Erst auf dem Pflege- und nun auf dem Nachttisch.
Oder standen sie schon immer dort?
Hast du die etwa dort hingestellt?
Bleiben sie diesmal an diesem Ort?

Was ich nicht verstehen kann,
Ist, weshalb die Leute Gedichte über Blumen schreiben.
Sind sie doch von solch geringem Belang.
Gibt es doch so viel mehr wundervolle Dinge, über die es sich zu dichten lohnt.

Wie etwa das Glück, welches nun gar in mir wohnt.
Die Erkenntnis, dass Leben für mich noch möglich ist,
Für den verhältnismäßig schmalen Preis der hoffnungslosen Liebe,
Welche, wenn sie eine Krankheit wäre, schon Zeichen der Remission beschriebe.

Und doch schmerzt es mich noch ein wenig:
Dich mit ihm zu sehen -
Obwohl die ehrliche, aufrichtige Freude für Dich eindeutig überwiegt und echt ist!
Wirklich!
Und? Ist dieser Schmerz nun etwas schlechtes?

Kann ich denn solche Gedanken mit Hilfe von Tulpen wohl bekunden?

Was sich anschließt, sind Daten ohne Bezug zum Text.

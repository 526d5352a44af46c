//! SI unit expressions: prefixes, symbols, and the unit algebra.
//!
//! `normalize_unit` reduces any unit expression to its prefix-free form plus
//! a power of ten, e.g. `mV -> (V, -3)` and `mV/mA -> (V/A, 0)`.

use std::rc::Rc;

use crate::location::Location;
use crate::types::{ParsedType, PType, Quantity, TypeOp};

pub type PUnit = Rc<UnitExpr>;

/// Base and derived unit symbols recognized inside `[ ]`.
#[derive(Debug, Clone, Copy, PartialEq, Eq, Hash)]
pub enum UnitSymbol {
    Meter,
    Gram,
    Second,
    Ampere,
    Kelvin,
    Mole,
    Hertz,
    Litre,
    Newton,
    Pascal,
    Watt,
    Joule,
    Coulomb,
    Volt,
    Farad,
    Henry,
    Ohm,
    Siemens,
    Molar,
}

impl UnitSymbol {
    pub fn from_str(s: &str) -> Option<UnitSymbol> {
        let u = match s {
            "m" => UnitSymbol::Meter,
            "g" => UnitSymbol::Gram,
            "s" => UnitSymbol::Second,
            "A" => UnitSymbol::Ampere,
            "K" => UnitSymbol::Kelvin,
            "mol" => UnitSymbol::Mole,
            "Hz" => UnitSymbol::Hertz,
            "L" | "l" => UnitSymbol::Litre,
            "N" => UnitSymbol::Newton,
            "Pa" => UnitSymbol::Pascal,
            "W" => UnitSymbol::Watt,
            "J" => UnitSymbol::Joule,
            "C" => UnitSymbol::Coulomb,
            "V" => UnitSymbol::Volt,
            "F" => UnitSymbol::Farad,
            "H" => UnitSymbol::Henry,
            "Ohm" => UnitSymbol::Ohm,
            "S" => UnitSymbol::Siemens,
            "M" => UnitSymbol::Molar,
            _ => return None,
        };
        Some(u)
    }

    pub fn symbol(self) -> &'static str {
        match self {
            UnitSymbol::Meter => "m",
            UnitSymbol::Gram => "g",
            UnitSymbol::Second => "s",
            UnitSymbol::Ampere => "A",
            UnitSymbol::Kelvin => "K",
            UnitSymbol::Mole => "mol",
            UnitSymbol::Hertz => "Hz",
            UnitSymbol::Litre => "L",
            UnitSymbol::Newton => "N",
            UnitSymbol::Pascal => "Pa",
            UnitSymbol::Watt => "W",
            UnitSymbol::Joule => "J",
            UnitSymbol::Coulomb => "C",
            UnitSymbol::Volt => "V",
            UnitSymbol::Farad => "F",
            UnitSymbol::Henry => "H",
            UnitSymbol::Ohm => "Ohm",
            UnitSymbol::Siemens => "S",
            UnitSymbol::Molar => "M",
        }
    }

    /// The quantity measured by this symbol.
    pub fn quantity(self) -> Quantity {
        match self {
            UnitSymbol::Meter => Quantity::Length,
            UnitSymbol::Gram => Quantity::Mass,
            UnitSymbol::Second => Quantity::Time,
            UnitSymbol::Ampere => Quantity::Current,
            UnitSymbol::Kelvin => Quantity::Temperature,
            UnitSymbol::Mole => Quantity::Amount,
            UnitSymbol::Hertz => Quantity::Frequency,
            UnitSymbol::Litre => Quantity::Volume,
            UnitSymbol::Newton => Quantity::Force,
            UnitSymbol::Pascal => Quantity::Pressure,
            UnitSymbol::Watt => Quantity::Power,
            UnitSymbol::Joule => Quantity::Energy,
            UnitSymbol::Coulomb => Quantity::Charge,
            UnitSymbol::Volt => Quantity::Voltage,
            UnitSymbol::Farad => Quantity::Capacitance,
            UnitSymbol::Henry => Quantity::Inductance,
            UnitSymbol::Ohm => Quantity::Resistance,
            UnitSymbol::Siemens => Quantity::Conductance,
            UnitSymbol::Molar => Quantity::Concentration,
        }
    }
}

/// SI prefixes, yotta through yocto.
#[derive(Debug, Clone, Copy, PartialEq, Eq, Hash)]
pub enum UnitPrefix {
    Yotta,
    Zetta,
    Exa,
    Peta,
    Tera,
    Giga,
    Mega,
    Kilo,
    Hecto,
    Deca,
    Deci,
    Centi,
    Milli,
    Micro,
    Nano,
    Pico,
    Femto,
    Atto,
    Zepto,
    Yocto,
    None,
}

impl UnitPrefix {
    pub fn from_str(s: &str) -> Option<UnitPrefix> {
        let p = match s {
            "Y" => UnitPrefix::Yotta,
            "Z" => UnitPrefix::Zetta,
            "E" => UnitPrefix::Exa,
            "P" => UnitPrefix::Peta,
            "T" => UnitPrefix::Tera,
            "G" => UnitPrefix::Giga,
            "M" => UnitPrefix::Mega,
            "k" => UnitPrefix::Kilo,
            "h" => UnitPrefix::Hecto,
            "da" => UnitPrefix::Deca,
            "d" => UnitPrefix::Deci,
            "c" => UnitPrefix::Centi,
            "m" => UnitPrefix::Milli,
            "u" => UnitPrefix::Micro,
            "n" => UnitPrefix::Nano,
            "p" => UnitPrefix::Pico,
            "f" => UnitPrefix::Femto,
            "a" => UnitPrefix::Atto,
            "z" => UnitPrefix::Zepto,
            "y" => UnitPrefix::Yocto,
            _ => return None,
        };
        Some(p)
    }

    /// The power of ten the prefix scales by.
    pub fn exponent(self) -> i32 {
        match self {
            UnitPrefix::Yotta => 24,
            UnitPrefix::Zetta => 21,
            UnitPrefix::Exa => 18,
            UnitPrefix::Peta => 15,
            UnitPrefix::Tera => 12,
            UnitPrefix::Giga => 9,
            UnitPrefix::Mega => 6,
            UnitPrefix::Kilo => 3,
            UnitPrefix::Hecto => 2,
            UnitPrefix::Deca => 1,
            UnitPrefix::Deci => -1,
            UnitPrefix::Centi => -2,
            UnitPrefix::Milli => -3,
            UnitPrefix::Micro => -6,
            UnitPrefix::Nano => -9,
            UnitPrefix::Pico => -12,
            UnitPrefix::Femto => -15,
            UnitPrefix::Atto => -18,
            UnitPrefix::Zepto => -21,
            UnitPrefix::Yocto => -24,
            UnitPrefix::None => 0,
        }
    }

    pub fn symbol(self) -> &'static str {
        match self {
            UnitPrefix::Yotta => "Y",
            UnitPrefix::Zetta => "Z",
            UnitPrefix::Exa => "E",
            UnitPrefix::Peta => "P",
            UnitPrefix::Tera => "T",
            UnitPrefix::Giga => "G",
            UnitPrefix::Mega => "M",
            UnitPrefix::Kilo => "k",
            UnitPrefix::Hecto => "h",
            UnitPrefix::Deca => "da",
            UnitPrefix::Deci => "d",
            UnitPrefix::Centi => "c",
            UnitPrefix::Milli => "m",
            UnitPrefix::Micro => "u",
            UnitPrefix::Nano => "n",
            UnitPrefix::Pico => "p",
            UnitPrefix::Femto => "f",
            UnitPrefix::Atto => "a",
            UnitPrefix::Zepto => "z",
            UnitPrefix::Yocto => "y",
            UnitPrefix::None => "",
        }
    }
}

#[derive(Debug, Clone, Copy, PartialEq, Eq, Hash)]
pub enum UnitOp {
    Mul,
    Div,
    Pow,
}

/// A parsed unit expression. `NoUnit` marks a literal written without `[ ]`.
#[derive(Debug, Clone, PartialEq)]
pub enum UnitExpr {
    Integer { val: i64, loc: Location },
    Simple { prefix: UnitPrefix, symbol: UnitSymbol, loc: Location },
    Binary { op: UnitOp, lhs: PUnit, rhs: PUnit, loc: Location },
    NoUnit,
}

impl UnitExpr {
    pub fn no_unit() -> PUnit {
        Rc::new(UnitExpr::NoUnit)
    }

    pub fn is_no_unit(&self) -> bool {
        matches!(self, UnitExpr::NoUnit)
    }

    /// `pow` units require an integer-literal exponent.
    pub fn binary(op: UnitOp, lhs: PUnit, rhs: PUnit, loc: Location) -> Result<PUnit, String> {
        if op == UnitOp::Pow && !matches!(*rhs, UnitExpr::Integer { .. }) {
            return Err("the exponent of a unit power must be an integer literal".to_string());
        }
        Ok(Rc::new(UnitExpr::Binary { op, lhs, rhs, loc }))
    }
}

/// Recognize a string as `prefix? symbol`, preferring a bare symbol, then the
/// longest prefix with a valid remainder. `mol` is the unit mole, not
/// milli-`ol`; `dam` is deca-meter.
pub fn check_simple_unit(s: &str) -> Option<(UnitPrefix, UnitSymbol)> {
    if let Some(sym) = UnitSymbol::from_str(s) {
        return Some((UnitPrefix::None, sym));
    }
    for split in 1..s.len() {
        let (pref_str, sym_str) = s.split_at(split);
        if let (Some(pref), Some(sym)) =
            (UnitPrefix::from_str(pref_str), UnitSymbol::from_str(sym_str))
        {
            return Some((pref, sym));
        }
    }
    None
}

/// Reduce a unit expression to its prefix-free form and the power of ten that
/// was stripped. The caller folds `10^k` into the numeric literal.
pub fn normalize_unit(u: &PUnit) -> (PUnit, i32) {
    match &**u {
        UnitExpr::NoUnit => (UnitExpr::no_unit(), 0),
        UnitExpr::Integer { .. } => (u.clone(), 0),
        UnitExpr::Simple { prefix, symbol, loc } => (
            Rc::new(UnitExpr::Simple { prefix: UnitPrefix::None, symbol: *symbol, loc: *loc }),
            prefix.exponent(),
        ),
        UnitExpr::Binary { op, lhs, rhs, loc } => {
            let (l, kl) = normalize_unit(lhs);
            let (r, kr) = normalize_unit(rhs);
            let k = match op {
                UnitOp::Mul => kl + kr,
                UnitOp::Div => kl - kr,
                UnitOp::Pow => {
                    let n = match &**rhs {
                        UnitExpr::Integer { val, .. } => *val as i32,
                        _ => 0,
                    };
                    kl * n
                }
            };
            (Rc::new(UnitExpr::Binary { op: *op, lhs: l, rhs: r, loc: *loc }), k)
        }
    }
}

/// The type expression equivalent to a unit expression, or `None` for
/// `NoUnit` (the literal is then dimensionless).
pub fn unit_to_type(u: &PUnit) -> Option<PType> {
    match &**u {
        UnitExpr::NoUnit => None,
        UnitExpr::Integer { val, loc } => Some(Rc::new(ParsedType::Integer { val: *val, loc: *loc })),
        UnitExpr::Simple { symbol, loc, .. } => Some(Rc::new(ParsedType::Quantity {
            quantity: symbol.quantity(),
            loc: *loc,
        })),
        UnitExpr::Binary { op, lhs, rhs, loc } => {
            let top = match op {
                UnitOp::Mul => TypeOp::Mul,
                UnitOp::Div => TypeOp::Div,
                UnitOp::Pow => TypeOp::Pow,
            };
            let l = unit_to_type(lhs)?;
            let r = unit_to_type(rhs)?;
            Some(Rc::new(ParsedType::Binary { op: top, lhs: l, rhs: r, loc: *loc }))
        }
    }
}

/// Source form of a unit expression, e.g. `mV/mA`.
pub fn unit_to_string(u: &PUnit) -> String {
    match &**u {
        UnitExpr::NoUnit => String::new(),
        UnitExpr::Integer { val, .. } => val.to_string(),
        UnitExpr::Simple { prefix, symbol, .. } => {
            format!("{}{}", prefix.symbol(), symbol.symbol())
        }
        UnitExpr::Binary { op, lhs, rhs, .. } => {
            let op_str = match op {
                UnitOp::Mul => "*",
                UnitOp::Div => "/",
                UnitOp::Pow => "^",
            };
            format!("({}{}{})", unit_to_string(lhs), op_str, unit_to_string(rhs))
        }
    }
}

#[cfg(test)]
mod tests {
    use super::*;

    #[test]
    fn simple_units_resolve() {
        assert_eq!(check_simple_unit("V"), Some((UnitPrefix::None, UnitSymbol::Volt)));
        assert_eq!(check_simple_unit("mV"), Some((UnitPrefix::Milli, UnitSymbol::Volt)));
        assert_eq!(check_simple_unit("mol"), Some((UnitPrefix::None, UnitSymbol::Mole)));
        assert_eq!(check_simple_unit("dam"), Some((UnitPrefix::Deca, UnitSymbol::Meter)));
        assert_eq!(check_simple_unit("uS"), Some((UnitPrefix::Micro, UnitSymbol::Siemens)));
        assert_eq!(check_simple_unit("kOhm"), Some((UnitPrefix::Kilo, UnitSymbol::Ohm)));
        assert_eq!(check_simple_unit("xyz"), None);
    }

    #[test]
    fn normalize_strips_prefix() {
        let loc = Location::default();
        let mv = Rc::new(UnitExpr::Simple {
            prefix: UnitPrefix::Milli,
            symbol: UnitSymbol::Volt,
            loc,
        });
        let (base, k) = normalize_unit(&mv);
        assert_eq!(k, -3);
        assert!(matches!(
            &*base,
            UnitExpr::Simple { prefix: UnitPrefix::None, symbol: UnitSymbol::Volt, .. }
        ));
    }

    #[test]
    fn normalize_quotient_cancels_prefixes() {
        let loc = Location::default();
        let mv = Rc::new(UnitExpr::Simple {
            prefix: UnitPrefix::Milli,
            symbol: UnitSymbol::Volt,
            loc,
        });
        let ma = Rc::new(UnitExpr::Simple {
            prefix: UnitPrefix::Milli,
            symbol: UnitSymbol::Ampere,
            loc,
        });
        let quot = UnitExpr::binary(UnitOp::Div, mv, ma, loc).unwrap();
        let (base, k) = normalize_unit(&quot);
        assert_eq!(k, 0);
        assert_eq!(unit_to_string(&base), "(V/A)");
    }

    #[test]
    fn normalize_pow_scales_factor() {
        let loc = Location::default();
        let cm = Rc::new(UnitExpr::Simple {
            prefix: UnitPrefix::Centi,
            symbol: UnitSymbol::Meter,
            loc,
        });
        let two = Rc::new(UnitExpr::Integer { val: 2, loc });
        let sq = UnitExpr::binary(UnitOp::Pow, cm, two, loc).unwrap();
        let (_, k) = normalize_unit(&sq);
        assert_eq!(k, -4);
    }

    #[test]
    fn pow_requires_integer_exponent() {
        let loc = Location::default();
        let v = Rc::new(UnitExpr::Simple { prefix: UnitPrefix::None, symbol: UnitSymbol::Volt, loc });
        assert!(UnitExpr::binary(UnitOp::Pow, v.clone(), v, loc).is_err());
    }
}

Auf dem Tisch, vor mir, in rosé und gelb: Die Garantie, vollkommen zu gesunden?
Obgleich sie für mich noch weit entfernt ist,
Spüre ich einen Hauch der Heilung durch den herben Duft der Tulpen
Und das betrübliche Gefühl, dass dieser Prozess, durch die gelben Glöckchen eingeläutet,
Letztlich den Pfad hinab zur erneuten Gleichgültigkeit mir deutet.